▸ **Exercise directions**: Give every line of the records exactly, please, from the first up to and including the one containing "assert!(project.is_public);".

======== Dataset content ========

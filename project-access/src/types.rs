use serde::{Deserialize, Deserializer};

pub type UserId = String;

#[derive(Clone, Debug, Deserialize, PartialEq)]
pub struct Project {
    pub project_id: String,
    #[serde(default)]
    pub account_id: Option<String>,
    #[serde(default, deserialize_with = "null_as_false")]
    pub is_public: bool,
    #[serde(default)]
    pub sandbox: Option<Sandbox>,
}

impl Project {
    pub fn sandbox_url(&self) -> Option<&str> {
        self.sandbox
            .as_ref()
            .and_then(|s| s.sandbox_url.as_deref())
            .filter(|url| !url.is_empty())
    }
}

#[derive(Clone, Debug, Default, Deserialize, PartialEq)]
pub struct Sandbox {
    #[serde(default)]
    pub id: Option<String>,
    #[serde(default)]
    pub sandbox_url: Option<String>,
}

#[derive(Clone, Debug, Deserialize, PartialEq, Eq, Hash)]
pub struct Membership {
    pub account_id: String,
    pub user_id: UserId,
}

// The projects table allows NULL for is_public on older rows.
fn null_as_false<'de, D>(deserializer: D) -> Result<bool, D::Error>
where
    D: Deserializer<'de>,
{
    Ok(Option::<bool>::deserialize(deserializer)?.unwrap_or(false))
}

#[cfg(test)]
mod tests {
    use super::*;

    #[test]
    fn test_project_from_row() {
        let row = r#"{
            "project_id": "p1",
            "account_id": null,
            "is_public": null,
            "sandbox": {"id": "abc", "sandbox_url": "https://8080-abc.proxy.example.works"}
        }"#;
        let project: Project = serde_json::from_str(row).unwrap();
        assert_eq!(project.account_id, None);
        assert!(!project.is_public);
        assert_eq!(
            project.sandbox_url(),
            Some("https://8080-abc.proxy.example.works")
        );

        let project: Project =
            serde_json::from_str(r#"{"project_id": "p2", "sandbox": {}}"#).unwrap();
        assert_eq!(project.sandbox_url(), None);

        let project: Project = serde_json::from_str(
            r#"{"project_id": "p3", "is_public": true, "sandbox": {"sandbox_url": ""}}"#,
        )
        .unwrap();
        assert!(project.is_public);
        assert_eq!(project.sandbox_url(), None);
    }
}
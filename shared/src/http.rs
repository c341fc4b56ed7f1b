use http_body_util::combinators::BoxBody;
use http_body_util::{BodyExt, Full};
use hyper::body::{Bytes, Incoming};
use hyper::service::Service;
use hyper::{Request, Response, StatusCode};
use hyper_util::rt::TokioExecutor;
use hyper_util::rt::TokioIo;
use hyper_util::server::conn::auto::Builder;
use std::sync::Arc;
use tokio::net::TcpListener;

pub async fn run_http_service<S, E>(host: &str, port: u16, service: S) -> Result<(), E>
where
    S: Service<Request<Incoming>, Response = Response<BoxBody<Bytes, E>>, Error = E>
        + Send
        + Sync
        + 'static,
    S::Future: Send + 'static,
    E: From<std::io::Error> + std::error::Error + Send + Sync + 'static,
{
    let listener = TcpListener::bind(format!("{host}:{port}")).await?;
    tracing::info!(host, port, "Listening");
    let service_arc = Arc::new(service);

    loop {
        let (stream, peer_addr) = listener.accept().await?;
        let _ = stream.set_nodelay(true);
        let io = TokioIo::new(stream);
        let svc = service_arc.clone();

        // Hand the connection to hyper; auto-detect h1/h2 on this socket
        tokio::spawn(async move {
            if let Err(e) = Builder::new(TokioExecutor::new())
                .serve_connection(io, svc)
                .await
            {
                tracing::debug!(peer = %peer_addr, error = %e, "Connection closed with error");
            }
        });
    }
}

/// Plain-text response carrying the canonical reason of the status code.
pub fn make_error_response(status_code: StatusCode) -> Response<Bytes> {
    let message = status_code
        .canonical_reason()
        .unwrap_or("an error occurred");

    let mut response = Response::new(Bytes::from(format!("{message}\n")));
    *response.status_mut() = status_code;
    response
}

pub fn make_boxed_error_response<E: 'static>(
    status_code: StatusCode,
) -> Response<BoxBody<Bytes, E>> {
    into_boxed_response(make_error_response(status_code))
}

/// Wraps a fully buffered response so it can be returned from a hyper service.
pub fn into_boxed_response<E: 'static>(
    response: Response<Bytes>,
) -> Response<BoxBody<Bytes, E>> {
    let (parts, body) = response.into_parts();
    Response::from_parts(parts, Full::new(body).map_err(|e| match e {}).boxed())
}
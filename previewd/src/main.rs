mod config;

use clap::{Args, Parser, Subcommand};
use config::{Config, ConfigError, LoggingConfig, MetricsConfig};
use metrics_exporter_statsd::{StatsdBuilder, StatsdError};
use preview_proxy::PreviewError;
use std::path::PathBuf;
use tracing_subscriber::EnvFilter;
use tracing_subscriber::layer::SubscriberExt;
use tracing_subscriber::util::SubscriberInitExt;

#[derive(Parser)]
#[command(name = "previewd", about = "Serves sandbox previews for projects")]
struct Cli {
    #[command(subcommand)]
    command: CliCommand,
}

#[derive(Subcommand)]
enum CliCommand {
    /// Start the preview proxy
    Run(ConfigArgs),
    /// Parse and validate the config file, then exit
    ValidateConfig(ConfigArgs),
}

#[derive(Args)]
struct ConfigArgs {
    #[arg(long, default_value = "previewd.yaml")]
    config_file_path: PathBuf,
}

#[derive(thiserror::Error, Debug)]
enum StartupError {
    #[error(transparent)]
    Config(#[from] ConfigError),
    #[error("could not start statsd exporter: {0}")]
    Statsd(#[from] StatsdError),
    #[error("a metrics recorder is already installed")]
    RecorderInstalled,
    #[error("could not start runtime: {0}")]
    Runtime(#[from] std::io::Error),
    #[error("preview proxy failed: {0}")]
    Proxy(#[from] PreviewError),
}

fn main() -> Result<(), StartupError> {
    let cli = Cli::parse();

    match cli.command {
        CliCommand::ValidateConfig(args) => {
            Config::from_file(&args.config_file_path)?;
            println!("{} is valid", args.config_file_path.display());
            Ok(())
        }
        CliCommand::Run(args) => {
            let config = Config::from_file(&args.config_file_path)?;

            // Sentry must be initialized before the runtime starts its threads
            let sentry_guard = init_sentry(&config.common.logging);
            init_tracing(&config.common.logging, sentry_guard.is_some());

            if let Some(metrics_config) = &config.common.metrics {
                init_metrics(metrics_config)?;
            }

            tracing::info!(
                listener_port = config.proxy.listener.port,
                admin_port = config.proxy.admin_listener.port,
                "Starting preview proxy"
            );

            let rt = tokio::runtime::Builder::new_multi_thread()
                .enable_all()
                .build()?;
            rt.block_on(preview_proxy::run(config.proxy))
                .inspect_err(|e| tracing::error!(error = %e, "Preview proxy exited"))?;
            Ok(())
        }
    }
}

fn init_sentry(logging: &LoggingConfig) -> Option<sentry::ClientInitGuard> {
    let dsn = logging.sentry_dsn.as_deref()?;
    Some(sentry::init((
        dsn,
        sentry::ClientOptions {
            release: sentry::release_name!(),
            ..Default::default()
        },
    )))
}

fn init_tracing(logging: &LoggingConfig, with_sentry: bool) {
    let filter = EnvFilter::try_from_default_env()
        .or_else(|_| EnvFilter::try_new(&logging.level))
        .unwrap_or_else(|_| EnvFilter::new("info"));

    tracing_subscriber::registry()
        .with(filter)
        .with(tracing_subscriber::fmt::layer())
        .with(with_sentry.then(|| sentry::integrations::tracing::layer()))
        .init();
}

fn init_metrics(config: &MetricsConfig) -> Result<(), StartupError> {
    let recorder = StatsdBuilder::from(config.statsd_host.clone(), config.statsd_port)
        .build(Some(&config.prefix))?;
    metrics::set_global_recorder(recorder).map_err(|_| StartupError::RecorderInstalled)?;
    Ok(())
}
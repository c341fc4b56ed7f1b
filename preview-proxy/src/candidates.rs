//! Candidate upstream URLs for one preview request.
//!
//! Sandboxes serve static files, so a directory-style request may be answered at
//! `{path}/index.html` or directly at `{path}`. Both are tried, most likely first.

const INDEX_DOCUMENT: &str = "index.html";

/// Replaces the `{port}-` label that sandbox providers put at the start of the
/// host (`https://8080-abc123.proxy.example.works`). Any other URL is returned
/// unchanged.
pub fn rewrite_port(sandbox_url: &str, port: u16) -> String {
    let Some((scheme, rest)) = sandbox_url.split_once("://") else {
        tracing::warn!(sandbox_url, port, "Sandbox URL has no scheme, port not applied");
        return sandbox_url.to_string();
    };

    let digits = rest.bytes().take_while(u8::is_ascii_digit).count();
    if digits == 0 || rest.as_bytes().get(digits) != Some(&b'-') {
        tracing::warn!(sandbox_url, port, "Sandbox URL has no port label, port not applied");
        return sandbox_url.to_string();
    }

    format!("{scheme}://{port}-{}", &rest[digits + 1..])
}

/// Builds the ordered, de-duplicated list of URLs to try.
///
/// `query` is appended verbatim to every candidate.
pub fn build_candidates(
    base_url: &str,
    path: &str,
    directory_request: bool,
    query: Option<&str>,
) -> Vec<String> {
    let base = base_url.trim_end_matches('/');
    let path = path.trim_matches('/');

    let mut paths: Vec<String> = Vec::with_capacity(3);
    if path.is_empty() || directory_request {
        paths.push(match path {
            "" => INDEX_DOCUMENT.to_string(),
            p => format!("{p}/{INDEX_DOCUMENT}"),
        });
    }
    paths.push(path.to_string());

    let mut seen = Vec::with_capacity(paths.len());
    for p in paths {
        if !seen.contains(&p) {
            seen.push(p);
        }
    }

    let suffix = match query {
        Some(q) if !q.is_empty() => format!("?{q}"),
        _ => String::new(),
    };

    seen.iter()
        .map(|p| format!("{base}/{p}{suffix}"))
        .collect()
}
use crate::errors::AccessError;
use crate::types::{Membership, Project, UserId};
use serde::Deserialize;
use std::collections::HashMap;
use url::Url;

/// Access check configuration
#[derive(Clone, Debug, Deserialize, PartialEq)]
pub struct AccessConfig {
    /// Name of the cookie carrying the user's session, e.g. `sb-<ref>-auth-token`.
    /// When unset, only `Authorization: Bearer` credentials are read.
    #[serde(default)]
    pub session_cookie: Option<String>,
    #[serde(flatten)]
    pub store: StoreConfig,
}

impl AccessConfig {
    pub fn validate(&self) -> Result<(), AccessError> {
        if let Some(cookie) = &self.session_cookie
            && cookie.is_empty()
        {
            return Err(AccessError::InvalidConfig(
                "session_cookie cannot be empty".into(),
            ));
        }

        match &self.store {
            StoreConfig::Static { projects, .. } => {
                for project in projects {
                    if let Some(sandbox_url) = project.sandbox_url() {
                        Url::parse(sandbox_url).map_err(|e| {
                            AccessError::InvalidConfig(format!(
                                "project {}: invalid sandbox_url: {e}",
                                project.project_id
                            ))
                        })?;
                    }
                }
                Ok(())
            }
            StoreConfig::Supabase(supabase) => supabase.validate(),
        }
    }
}

#[derive(Clone, Debug, Deserialize, PartialEq)]
#[serde(tag = "type", rename_all = "lowercase")]
pub enum StoreConfig {
    /// Projects, memberships and session tokens declared inline.
    Static {
        #[serde(default)]
        projects: Vec<Project>,
        #[serde(default)]
        memberships: Vec<Membership>,
        /// Maps session tokens to user ids
        #[serde(default)]
        sessions: HashMap<String, UserId>,
    },
    Supabase(SupabaseConfig),
}

#[derive(Clone, Debug, Deserialize, PartialEq)]
pub struct SupabaseConfig {
    /// Project URL, e.g. `https://<ref>.supabase.co`
    pub url: Url,
    /// Key used for the PostgREST reads. Must be able to read projects and memberships.
    pub service_role_key: String,
    /// Key sent as `apikey` when validating user sessions. Defaults to the service key.
    #[serde(default)]
    pub anon_key: Option<String>,
    /// Schema holding the `account_user` table
    #[serde(default = "default_membership_schema")]
    pub membership_schema: String,
    #[serde(default = "default_timeout_secs")]
    pub timeout_secs: u64,
}

fn default_membership_schema() -> String {
    "basejump".into()
}

fn default_timeout_secs() -> u64 {
    5
}

impl SupabaseConfig {
    pub fn validate(&self) -> Result<(), AccessError> {
        if self.service_role_key.is_empty() {
            return Err(AccessError::InvalidConfig(
                "service_role_key cannot be empty".into(),
            ));
        }
        if self.anon_key.as_deref() == Some("") {
            return Err(AccessError::InvalidConfig("anon_key cannot be empty".into()));
        }
        if self.membership_schema.is_empty() {
            return Err(AccessError::InvalidConfig(
                "membership_schema cannot be empty".into(),
            ));
        }
        if self.timeout_secs == 0 {
            return Err(AccessError::InvalidConfig(
                "timeout_secs must be positive".into(),
            ));
        }
        Ok(())
    }
}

========

▸ **Output of the exercise**:
filename project-access/src/types.rs
use serde::{Deserialize, Deserializer};

pub type UserId = String;

#[derive(Clone, Debug, Deserialize, PartialEq)]
pub struct Project {
    pub project_id: String,
    #[serde(default)]
    pub account_id: Option<String>,
    #[serde(default, deserialize_with = "null_as_false")]
    pub is_public: bool,
    #[serde(default)]
    pub sandbox: Option<Sandbox>,
}

impl Project {
    pub fn sandbox_url(&self) -> Option<&str> {
        self.sandbox
            .as_ref()
            .and_then(|s| s.sandbox_url.as_deref())
            .filter(|url| !url.is_empty())
    }
}

#[derive(Clone, Debug, Default, Deserialize, PartialEq)]
pub struct Sandbox {
    #[serde(default)]
    pub id: Option<String>,
    #[serde(default)]
    pub sandbox_url: Option<String>,
}

#[derive(Clone, Debug, Deserialize, PartialEq, Eq, Hash)]
pub struct Membership {
    pub account_id: String,
    pub user_id: UserId,
}

// The projects table allows NULL for is_public on older rows.
fn null_as_false<'de, D>(deserializer: D) -> Result<bool, D::Error>
where
    D: Deserializer<'de>,
{
    Ok(Option::<bool>::deserialize(deserializer)?.unwrap_or(false))
}

#[cfg(test)]
mod tests {
    use super::*;

    #[test]
    fn test_project_from_row() {
        let row = r#"{
            "project_id": "p1",
            "account_id": null,
            "is_public": null,
            "sandbox": {"id": "abc", "sandbox_url": "https://8080-abc.proxy.example.works"}
        }"#;
        let project: Project = serde_json::from_str(row).unwrap();
        assert_eq!(project.account_id, None);
        assert!(!project.is_public);
        assert_eq!(
            project.sandbox_url(),
            Some("https://8080-abc.proxy.example.works")
        );

        let project: Project =
            serde_json::from_str(r#"{"project_id": "p2", "sandbox": {}}"#).unwrap();
        assert_eq!(project.sandbox_url(), None);

        let project: Project = serde_json::from_str(
            r#"{"project_id": "p3", "is_public": true, "sandbox": {"sandbox_url": ""}}"#,
        )
        .unwrap();
        assert!(project.is_public);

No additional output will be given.